In the material below, find the line that contains "pub struct FileConnection" and the line that contains "let base_path = base_directory.as_ref().to_path_buf();", then write out exactly those two lines and everything between them.
#####
use anyhow::Context;
use tracing::{error, info};
use tracing_subscriber::EnvFilter;

use voucher_backend::config::AppConfig;
use voucher_backend::{create_router, Backend};

#[tokio::main]
async fn main() -> anyhow::Result<()> {
    // Initialize logging; RUST_LOG overrides the default level
    tracing_subscriber::fmt()
        .with_env_filter(
            EnvFilter::try_from_default_env().unwrap_or_else(|_| EnvFilter::new("info")),
        )
        .init();

    let config = AppConfig::from_env()?;

    info!("Setting up voucher store");
    let backend = Backend::open(&config)
        .with_context(|| format!("Failed to open store in {}", config.data_dir.display()))?;

    let app = create_router(backend.state(), &config.shell_origin);

    let listener = tokio::net::TcpListener::bind(config.bind_addr)
        .await
        .with_context(|| format!("Failed to bind {}", config.bind_addr))?;
    info!("Listening on {}", config.bind_addr);

    let served = axum::serve(listener, app)
        .with_graceful_shutdown(shutdown_signal())
        .await;

    // Flush the store on every exit path, including a failed server
    if let Err(e) = backend.close() {
        error!("Failed to close voucher store: {}", e);
    }

    served?;
    info!("Shut down cleanly");
    Ok(())
}

async fn shutdown_signal() {
    match tokio::signal::ctrl_c().await {
        Ok(()) => info!("Shutdown requested"),
        Err(e) => error!("Failed to listen for shutdown signal: {}", e),
    }
}
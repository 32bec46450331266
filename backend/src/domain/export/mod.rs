//! # Export Module
//!
//! Turns stored vouchers into files for the user: printable HTML markup for
//! the preview, PDF (single or batch), spreadsheets, and single-voucher JSON.

pub mod export_service;
pub mod layout;
pub mod markup;
pub mod pdf;
pub mod spreadsheet;
pub mod target;

pub use export_service::ExportService;
pub use pdf::{PdfEngine, PrintPdfEngine};
//! # IO Module
//!
//! The call boundary between the desktop shell and the store. Every call
//! answers with an [`shared::Envelope`]; store errors never escape as HTTP
//! failures.

pub mod rest;
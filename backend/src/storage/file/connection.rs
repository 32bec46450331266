use std::fs;
use std::path::{Path, PathBuf};
use std::sync::{Arc, Mutex, MutexGuard};

use tracing::{debug, info};

use crate::error::{StoreError, StoreResult};

/// FileConnection owns the data directory and the per-collection locks.
///
/// Clones share the same locks, so every repository built from one connection
/// serializes its reads and writes against the others.
#[derive(Clone)]
pub struct FileConnection {
    base_directory: PathBuf,
    vouchers_lock: Arc<Mutex<()>>,
    settings_lock: Arc<Mutex<()>>,
}

impl FileConnection {
    pub const VOUCHERS_FILE: &'static str = "vouchers.db";
    pub const SETTINGS_FILE: &'static str = "settings.yaml";

    /// Create a new connection rooted at `base_directory`, creating it if needed
    pub fn new<P: AsRef<Path>>(base_directory: P) -> StoreResult<Self> {
        let base_path = base_directory.as_ref().to_path_buf();

        if !base_path.exists() {
            fs::create_dir_all(&base_path)?;
            info!("Created data directory: {}", base_path.display());
        }

        Ok(Self {
            base_directory: base_path,
            vouchers_lock: Arc::new(Mutex::new(())),
            settings_lock: Arc::new(Mutex::new(())),
        })
    }

    pub fn base_directory(&self) -> &Path {
        &self.base_directory
    }

    pub fn vouchers_file_path(&self) -> PathBuf {
        self.base_directory.join(Self::VOUCHERS_FILE)
    }

    pub fn settings_file_path(&self) -> PathBuf {
        self.base_directory.join(Self::SETTINGS_FILE)
    }

    /// Create an empty file at `path` if there is none yet
    pub fn ensure_file_exists(&self, path: &Path) -> StoreResult<()> {
        if !path.exists() {
            if let Some(parent) = path.parent() {
                fs::create_dir_all(parent)?;
            }
            fs::write(path, b"")?;
            debug!("Created empty data file {}", path.display());
        }
        Ok(())
    }

    pub(crate) fn lock_vouchers(&self) -> StoreResult<MutexGuard<'_, ()>> {
        self.vouchers_lock.lock().map_err(|_| StoreError::Lock)
    }

    pub(crate) fn lock_settings(&self) -> StoreResult<MutexGuard<'_, ()>> {
        self.settings_lock.lock().map_err(|_| StoreError::Lock)
    }

    /// Replace `path` with `contents` through a temp file and rename
    pub fn write_atomic(&self, path: &Path, contents: &[u8]) -> StoreResult<()> {
        let temp_path = path.with_extension("tmp");
        fs::write(&temp_path, contents)?;
        fs::rename(&temp_path, path)?;
        Ok(())
    }
}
#####
▶ [WRITTEN REPLY]:
pub struct FileConnection {
    base_directory: PathBuf,
    vouchers_lock: Arc<Mutex<()>>,
    settings_lock: Arc<Mutex<()>>,
}

impl FileConnection {
    pub const VOUCHERS_FILE: &'static str = "vouchers.db";
    pub const SETTINGS_FILE: &'static str = "settings.yaml";

    /// Create a new connection rooted at `base_directory`, creating it if needed
    pub fn new<P: AsRef<Path>>(base_directory: P) -> StoreResult<Self> {
        let base_path = base_directory.as_ref().to_path_buf();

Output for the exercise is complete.